The Financial Services Industry and the global markets are in meltdown and forcing realignment through outsourcing, consolidation and technology.

The pressure on margins combined with the increased cost of technology will drive many Bank, Card and Insurance Companies to re-think their business models and focus on core strengths. The cost of building and running a competitive technology platform is becoming prohibitive, liquidity is tight and the market conditions challenging and corporate customers need to unlock working capital that is trapped in their supply chains. Margins in Transaction Banking are under severe pressure and the larger players will need to build scale and lower costs.

Key Themes for Transactional Services

  • Banks and Insurance companies are looking to align practices and ultimately consolidate their back office operations
  • Attracting and retaining customers in a relatively fixed market size is a top concern to remain competitive
  • There is a need to compete on price, which drives the need for cost efficiency and productivity improvement via streamlined processes and automation
  • Rigor of compliance with increasing regulatory requirements, contributes to higher administrative workload and cost to the organisations
  • Organisational agility and operational scalability are key to respond to continued industry changes and competitive pressures
  • A number of Global banks are rushing to create a transaction banking division

Common Challenges

The payment industry is in a state of flux with the Global Banks' shaping to attract volumes for their newly constructed payment engines and the domestic players desperately trying to understand their cost base and identify just where they need to, or should, invest. All suppliers face unyielding pressure from competitors, customers and regulators to deliver value with regards to their payment proposition - challenges that makes cost efficiencies a must. 

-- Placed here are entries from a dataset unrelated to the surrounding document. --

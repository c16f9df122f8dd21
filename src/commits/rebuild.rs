//! Regenerating the commit layer from history, and recording new work.

use super::apply::{apply_feature_patches, CommitReport};
use super::format::{commit_file_name, serialize_commit, Commit, CommitMeta};
use super::history::{CommitRecord, FileStates, History, HistoryStore};
use super::CommitSeries;
use crate::engine::{diff_text, EngineOptions};
use crate::error::{PatchStackError, Result};
use crate::tree::{self, remove_file_pruning, write_if_changed, SourceTree, TextFile};
use serde::Serialize;
use std::collections::{BTreeMap, BTreeSet};
use std::path::Path;
use tracing::{debug, info, warn};

#[derive(Debug, Clone, Default, Serialize)]
pub struct FeatureRebuildReport {
    pub written: Vec<String>,
    pub unchanged: usize,
    pub removed: Vec<String>,
    /// Paths whose working content is not recorded in any commit
    pub uncommitted: Vec<String>,
}

/// What [`record_feature_commit`] and [`fixup_feature_commit`] did.
#[derive(Debug, Clone, Default, Serialize)]
pub struct RecordReport {
    /// Subject of the commit created or amended, if any
    pub commit: Option<String>,
    pub files: Vec<String>,
}

/// Build the commit at `index` from its recorded pre- and post-images.
fn build_commit(
    history: &History,
    store: &HistoryStore,
    index: usize,
    context: usize,
) -> Result<Commit> {
    let record = &history.commits[index];
    let before = history.state_before(index);

    let mut files = Vec::new();
    for (path, after) in &record.changes {
        let old = store.content(before.get(path).cloned().flatten().as_deref())?;
        let new = store.content(after.as_deref())?;
        if let Some(patch) = diff_text(path, old.as_deref(), new.as_deref(), context) {
            files.push(patch);
        }
    }

    Ok(Commit {
        meta: record.meta.clone(),
        files,
    })
}

fn load_complete(store: &HistoryStore) -> Result<History> {
    let history = store.load()?;
    if let Some(commit) = &history.broken_at {
        return Err(PatchStackError::history(
            store.dir(),
            format!(
                "the last apply stopped at {commit}; rebuilding now would drop the commits after it"
            ),
        ));
    }
    Ok(history)
}

/// Working-tree content differing from the history head, per path.
///
/// Paths no commit touches are compared against `base`.
pub fn pending_changes(
    history: &History,
    store: &HistoryStore,
    base: &SourceTree,
    target: &SourceTree,
    options: &EngineOptions,
) -> Result<BTreeMap<String, Option<String>>> {
    let head = history.head();
    let mut paths: BTreeSet<String> = tree::union_files(&[base, target])?.into_iter().collect();
    paths.extend(head.keys().cloned());

    let mut pending = BTreeMap::new();
    for rel in paths {
        let current = match target.read_text(&rel, options.normalize)? {
            TextFile::Binary => {
                warn!("skipping non-text file {rel}");
                continue;
            }
            TextFile::Missing => None,
            TextFile::Text(text) => Some(text),
        };
        let recorded = match head.get(&rel) {
            Some(id) => store.content(id.as_deref())?,
            None => match base.read_text(&rel, options.normalize)? {
                TextFile::Binary => continue,
                other => other.as_text().map(str::to_string),
            },
        };
        if current != recorded {
            pending.insert(rel, current);
        }
    }
    Ok(pending)
}

/// Regenerate one commit patch per history entry into `patches_dir`.
///
/// With `base`, working-tree changes not captured by any commit are
/// reported; they are never written into a patch.
pub fn rebuild_feature_patches(
    target: &SourceTree,
    patches_dir: &Path,
    base: Option<&SourceTree>,
    options: &EngineOptions,
) -> Result<FeatureRebuildReport> {
    let store = HistoryStore::new(target);
    let history = load_complete(&store)?;
    let mut report = FeatureRebuildReport::default();

    let mut kept = BTreeSet::new();
    for index in 0..history.commits.len() {
        let commit = build_commit(&history, &store, index, options.context_lines)?;
        let name = commit_file_name(index + 1, &commit.meta.subject);
        let text = serialize_commit(&commit);
        if write_if_changed(&patches_dir.join(&name), text.as_bytes())? {
            debug!("wrote {name}");
            report.written.push(name.clone());
        } else {
            report.unchanged += 1;
        }
        kept.insert(name);
    }

    for name in CommitSeries::load(patches_dir)?.names {
        if !kept.contains(&name) && remove_file_pruning(patches_dir, &name)? {
            debug!("removed stale {name}");
            report.removed.push(name);
        }
    }

    if let Some(base) = base {
        let pending = pending_changes(&history, &store, base, target, options)?;
        if !pending.is_empty() {
            warn!(
                "{} uncommitted changes are not part of any commit: {}",
                pending.len(),
                pending.keys().cloned().collect::<Vec<_>>().join(", ")
            );
        }
        report.uncommitted = pending.into_keys().collect();
    }

    info!(
        "rebuilt {} commits ({} written, {} unchanged, {} removed)",
        kept.len(),
        report.written.len(),
        report.unchanged,
        report.removed.len()
    );
    Ok(report)
}

/// Store a file state and remember the pre-image of newly touched paths.
fn record_path(
    history: &mut History,
    store: &HistoryStore,
    base: &SourceTree,
    rel: &str,
    content: Option<&str>,
    options: &EngineOptions,
) -> Result<Option<String>> {
    if !history.base.contains_key(rel) {
        let before = base.read_text(rel, options.normalize)?;
        let id = before
            .as_text()
            .map(|text| store.put(text.as_bytes()))
            .transpose()?;
        history.base.insert(rel.to_string(), id);
    }
    content.map(|text| store.put(text.as_bytes())).transpose()
}

/// Append the working tree's uncommitted changes as a new commit.
pub fn record_feature_commit(
    base: &SourceTree,
    target: &SourceTree,
    meta: CommitMeta,
    options: &EngineOptions,
) -> Result<RecordReport> {
    let store = HistoryStore::new(target);
    let mut history = load_complete(&store)?;
    let pending = pending_changes(&history, &store, base, target, options)?;
    if pending.is_empty() {
        info!("nothing to commit");
        return Ok(RecordReport::default());
    }

    let mut changes = FileStates::new();
    for (rel, content) in &pending {
        let id = record_path(&mut history, &store, base, rel, content.as_deref(), options)?;
        changes.insert(rel.clone(), id);
    }

    let report = RecordReport {
        commit: Some(meta.subject.clone()),
        files: pending.into_keys().collect(),
    };
    info!(
        "recorded commit {:?} touching {} files",
        meta.subject,
        report.files.len()
    );
    history.commits.push(CommitRecord { meta, changes });
    store.save(&history)?;
    Ok(report)
}

/// Fold uncommitted changes into the last commit.
///
/// A path edited back to its state before that commit drops out of it; a
/// commit left with no changes is removed.
pub fn fixup_feature_commit(
    base: &SourceTree,
    target: &SourceTree,
    options: &EngineOptions,
) -> Result<RecordReport> {
    let store = HistoryStore::new(target);
    let mut history = load_complete(&store)?;
    let Some(last) = history.commits.len().checked_sub(1) else {
        return Err(PatchStackError::history(
            store.dir(),
            "there is no commit to fix up",
        ));
    };

    let pending = pending_changes(&history, &store, base, target, options)?;
    if pending.is_empty() {
        info!("nothing to fix up");
        return Ok(RecordReport::default());
    }

    for (rel, content) in &pending {
        let id = record_path(&mut history, &store, base, rel, content.as_deref(), options)?;
        let before = history.state_before(last).get(rel).cloned().flatten();
        let changes = &mut history.commits[last].changes;
        if before == id {
            changes.remove(rel);
        } else {
            changes.insert(rel.clone(), id);
        }
    }

    let subject = history.commits[last].meta.subject.clone();
    if history.commits[last].changes.is_empty() {
        warn!("commit {subject:?} no longer changes anything and is dropped");
        history.commits.pop();
    }
    store.prune(&history)?;
    store.save(&history)?;

    info!("folded {} files into {subject:?}", pending.len());
    Ok(RecordReport {
        commit: Some(subject),
        files: pending.into_keys().collect(),
    })
}

/// Move the commit layer onto a new base: regenerate the commit patches from
/// history, then replay them onto `new_base`.
pub fn rebase_feature_patches(
    new_base: &SourceTree,
    patches_dir: &Path,
    target: &SourceTree,
    options: &EngineOptions,
) -> Result<(FeatureRebuildReport, CommitReport)> {
    let rebuilt = rebuild_feature_patches(target, patches_dir, None, options)?;
    let applied = apply_feature_patches(new_base, patches_dir, target, options)?;
    Ok((rebuilt, applied))
}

  • Many providers do not understand how significant a role payments play in their revenue and cost structure
  • Most continue to report and monitor revenue numbers only by business and rarely understand the aggregate value proposition of payments to the balance sheet
  • Many continue to organise their payments business along purely product lines and fail to see the entirety of their payment proposition
  • How SEPA evolves will have an enormous impact on the dynamics of Europe's banking system as it will deliver the capability to send and receive payments across national borders at a reduced cost
  • Very few payments providers have looked at their entire payment activities in a strategic context, asking themselves 'Where do I want to be in five years time?'

The Bluerock Experience

Many banks have overcome the barriers to ‘next level performance' by creating commercially oriented and transaction banking profit centres out of their payments areas, displacing the typically distributed, utility-oriented and cost-centre-driven predecessors.

Infrastructure investment is notoriously difficult to unlock in complex organisations. Transactions systems often support many different internal organisational structures, and externally originated change makes timely business cases hard to construct and harder still to agree.

It is particularly difficult where transactions systems are run as a cost centre and the sponsorship of change needs to be collegiate. These factors often combine to result in underinvestment and scope curtailment.

By following the profit centre route and also the precedent set by the market leaders:

  • Economic profit is easier to manage
  • It is easier to have key strategic issues debated at board level
  • Investment decisions are simplified
  • Accountabilities are clarified
  • Supply-side change can be better managed

Customer-facing business requirements are also more easily accommodated, and if these principles are applied, operational productivity and operating performance can both be improved.